Record excerpts
-------
use crate::model::TermVector;
use crate::tokenize::tokenize;
use crate::vocabulary::Vocabulary;

/// Counts each keyword found in `vocabulary`; unknown keywords are skipped.
pub fn encode_keywords<S: AsRef<str>>(keywords: &[S], vocabulary: &Vocabulary) -> TermVector {
    count_terms(keywords.iter().map(AsRef::as_ref), vocabulary)
}

pub fn encode_query(text: &str, vocabulary: &Vocabulary) -> TermVector {
    let tokens = tokenize(text);
    count_terms(tokens.iter().map(String::as_str), vocabulary)
}

fn count_terms<'a>(terms: impl Iterator<Item = &'a str>, vocabulary: &Vocabulary) -> TermVector {
    let mut v = vec![0.0f32; vocabulary.len()];
    for term in terms {
        if let Some(idx) = vocabulary.index_of(term) {
            v[idx] += 1.0;
        }
    }
    v
}

#[cfg(test)]
mod tests {
    use super::*;
    use crate::model::KnowledgeEntry;

    fn vocab() -> Vocabulary {
        Vocabulary::build(&[
            KnowledgeEntry::new("q1", "a1", ["fees", "admission"]),
            KnowledgeEntry::new("q2", "a2", ["courses"]),
        ])
    }

    #[test]
    fn keyword_vector_counts_repeats() {
        let v = encode_keywords(&["fees", "fees", "courses"], &vocab());
        // admission, courses, fees
        assert_eq!(v, vec![0.0, 1.0, 2.0]);
    }

    #[test]
    fn unknown_keywords_are_ignored() {
        let v = encode_keywords(&["weather", "admission"], &vocab());
        assert_eq!(v, vec![1.0, 0.0, 0.0]);
    }

    #[test]
    fn query_vector_goes_through_tokenizer() {
        let v = encode_query("FEES?? and Courses, courses!", &vocab());
        assert_eq!(v, vec![0.0, 2.0, 1.0]);
    }

    #[test]
    fn vectors_match_vocabulary_length() {
        let vocab = vocab();
        assert_eq!(encode_query("", &vocab).len(), vocab.len());
        assert_eq!(encode_keywords::<&str>(&[], &vocab).len(), vocab.len());
        assert!(encode_query("anything", &Vocabulary::default()).is_empty());
    }
}
use serde::{Deserialize, Serialize};

/// One question/answer record of the knowledge base.
#[derive(Debug, Clone, PartialEq, Eq, Serialize, Deserialize)]
pub struct KnowledgeEntry {
    pub question: String,
    pub answer: String,
    #[serde(default)]
    pub keywords: Vec<String>,
}

impl KnowledgeEntry {
    pub fn new<I, S>(question: impl Into<String>, answer: impl Into<String>, keywords: I) -> Self
    where
        I: IntoIterator<Item = S>,
        S: Into<String>,
    {
        Self {
            question: question.into(),
            answer: answer.into(),
            keywords: keywords.into_iter().map(Into::into).collect(),
        }
    }
}

/// Term occurrence counts, one coordinate per vocabulary term.
pub type TermVector = Vec<f32>;

#[derive(Debug, Clone, Copy, PartialEq, Eq, Serialize, Deserialize)]
#[serde(rename_all = "snake_case")]
pub enum MatchOutcome {
    Empty,
    Unclear,
    Matched,
}

#[derive(Debug, Clone, PartialEq, Serialize, Deserialize)]
pub struct MatchResult {
    pub reply: String,
    pub intent: String,
    pub confidence: f32,
    pub outcome: MatchOutcome,
    #[serde(skip_serializing_if = "Option::is_none")]
    pub entry_index: Option<usize>,
}
use crate::encode::encode_keywords;
use crate::model::{KnowledgeEntry, TermVector};
use crate::vocabulary::Vocabulary;

/// Immutable retrieval context: the entries, their vocabulary and the cached
/// per-entry vectors. Replacing the entries means building a new value.
#[derive(Debug, Clone, Default)]
pub struct KnowledgeBase {
    entries: Vec<KnowledgeEntry>,
    vocabulary: Vocabulary,
    entry_vectors: Vec<TermVector>,
}

impl KnowledgeBase {
    pub fn new(entries: Vec<KnowledgeEntry>) -> Self {
        let vocabulary = Vocabulary::build(&entries);
        let entry_vectors = entries
            .iter()
            .map(|entry| encode_keywords(&entry.keywords, &vocabulary))
            .collect();

        Self {
            entries,
            vocabulary,
            entry_vectors,
        }
    }

    pub fn empty() -> Self {
        Self::default()
    }

    pub fn entries(&self) -> &[KnowledgeEntry] {
        &self.entries
    }

    pub fn entry(&self, index: usize) -> Option<&KnowledgeEntry> {
        self.entries.get(index)
    }

    pub fn vocabulary(&self) -> &Vocabulary {
        &self.vocabulary
    }

    pub fn entry_vectors(&self) -> &[TermVector] {
        &self.entry_vectors
    }

    pub fn questions(&self) -> impl Iterator<Item = &str> {
        self.entries.iter().map(|e| e.question.as_str())
    }

    pub fn len(&self) -> usize {
        self.entries.len()
    }

    pub fn is_empty(&self) -> bool {
        self.entries.is_empty()
    }
}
-------
What you have to do
Write out a word-for-word copy of every entry above.

Output
use crate::model::TermVector;
use crate::tokenize::tokenize;
use crate::vocabulary::Vocabulary;

/// Counts each keyword found in `vocabulary`; unknown keywords are skipped.
pub fn encode_keywords<S: AsRef<str>>(keywords: &[S], vocabulary: &Vocabulary) -> TermVector {
    count_terms(keywords.iter().map(AsRef::as_ref), vocabulary)
}

pub fn encode_query(text: &str, vocabulary: &Vocabulary) -> TermVector {
    let tokens = tokenize(text);
    count_terms(tokens.iter().map(String::as_str), vocabulary)
}

fn count_terms<'a>(terms: impl Iterator<Item = &'a str>, vocabulary: &Vocabulary) -> TermVector {
    let mut v = vec![0.0f32; vocabulary.len()];
    for term in terms {
        if let Some(idx) = vocabulary.index_of(term) {
            v[idx] += 1.0;
        }
    }
    v
}

#[cfg(test)]
mod tests {
    use super::*;
    use crate::model::KnowledgeEntry;

    fn vocab() -> Vocabulary {
        Vocabulary::build(&[
            KnowledgeEntry::new("q1", "a1", ["fees", "admission"]),
            KnowledgeEntry::new("q2", "a2", ["courses"]),
        ])
    }

    #[test]
    fn keyword_vector_counts_repeats() {
        let v = encode_keywords(&["fees", "fees", "courses"], &vocab());
        // admission, courses, fees
        assert_eq!(v, vec![0.0, 1.0, 2.0]);
    }

    #[test]
    fn unknown_keywords_are_ignored() {
        let v = encode_keywords(&["weather", "admission"], &vocab());
        assert_eq!(v, vec![1.0, 0.0, 0.0]);
    }

    #[test]
    fn query_vector_goes_through_tokenizer() {
        let v = encode_query("FEES?? and Courses, courses!", &vocab());
        assert_eq!(v, vec![0.0, 2.0, 1.0]);
    }

    #[test]
    fn vectors_match_vocabulary_length() {
        let vocab = vocab();
        assert_eq!(encode_query("", &vocab).len(), vocab.len());
        assert_eq!(encode_keywords::<&str>(&[], &vocab).len(), vocab.len());
        assert!(encode_query("anything", &Vocabulary::default()).is_empty());
    }
}
use serde::{Deserialize, Serialize};

/// One question/answer record of the knowledge base.
#[derive(Debug, Clone, PartialEq, Eq, Serialize, Deserialize)]
pub struct KnowledgeEntry {
    pub question: String,
    pub answer: String,
    #[serde(default)]
    pub keywords: Vec<String>,
}

impl KnowledgeEntry {
    pub fn new<I, S>(question: impl Into<String>, answer: impl Into<String>, keywords: I) -> Self
    where
        I: IntoIterator<Item = S>,
        S: Into<String>,
    {
        Self {
            question: question.into(),
            answer: answer.into(),
            keywords: keywords.into_iter().map(Into::into).collect(),
        }
    }
}

/// Term occurrence counts, one coordinate per vocabulary term.
pub type TermVector = Vec<f32>;

#[derive(Debug, Clone, Copy, PartialEq, Eq, Serialize, Deserialize)]
#[serde(rename_all = "snake_case")]
pub enum MatchOutcome {
    Empty,
    Unclear,
    Matched,
}

#[derive(Debug, Clone, PartialEq, Serialize, Deserialize)]
pub struct MatchResult {
    pub reply: String,
    pub intent: String,
    pub confidence: f32,
    pub outcome: MatchOutcome,
    #[serde(skip_serializing_if = "Option::is_none")]
    pub entry_index: Option<usize>,
}
use crate::encode::encode_keywords;
use crate::model::{KnowledgeEntry, TermVector};
use crate::vocabulary::Vocabulary;

/// Immutable retrieval context: the entries, their vocabulary and the cached
/// per-entry vectors. Replacing the entries means building a new value.
#[derive(Debug, Clone, Default)]
pub struct KnowledgeBase {
    entries: Vec<KnowledgeEntry>,
    vocabulary: Vocabulary,
    entry_vectors: Vec<TermVector>,
}

impl KnowledgeBase {
    pub fn new(entries: Vec<KnowledgeEntry>) -> Self {
        let vocabulary = Vocabulary::build(&entries);
        let entry_vectors = entries
            .iter()
            .map(|entry| encode_keywords(&entry.keywords, &vocabulary))
            .collect();

        Self {
            entries,
            vocabulary,
            entry_vectors,
        }
    }

    pub fn empty() -> Self {
        Self::default()
    }

    pub fn entries(&self) -> &[KnowledgeEntry] {
        &self.entries
    }

    pub fn entry(&self, index: usize) -> Option<&KnowledgeEntry> {
        self.entries.get(index)
    }

    pub fn vocabulary(&self) -> &Vocabulary {
        &self.vocabulary
    }

    pub fn entry_vectors(&self) -> &[TermVector] {
        &self.entry_vectors
    }

    pub fn questions(&self) -> impl Iterator<Item = &str> {
        self.entries.iter().map(|e| e.question.as_str())
    }

    pub fn len(&self) -> usize {
        self.entries.len()
    }

    pub fn is_empty(&self) -> bool {
        self.entries.is_empty()
    }
}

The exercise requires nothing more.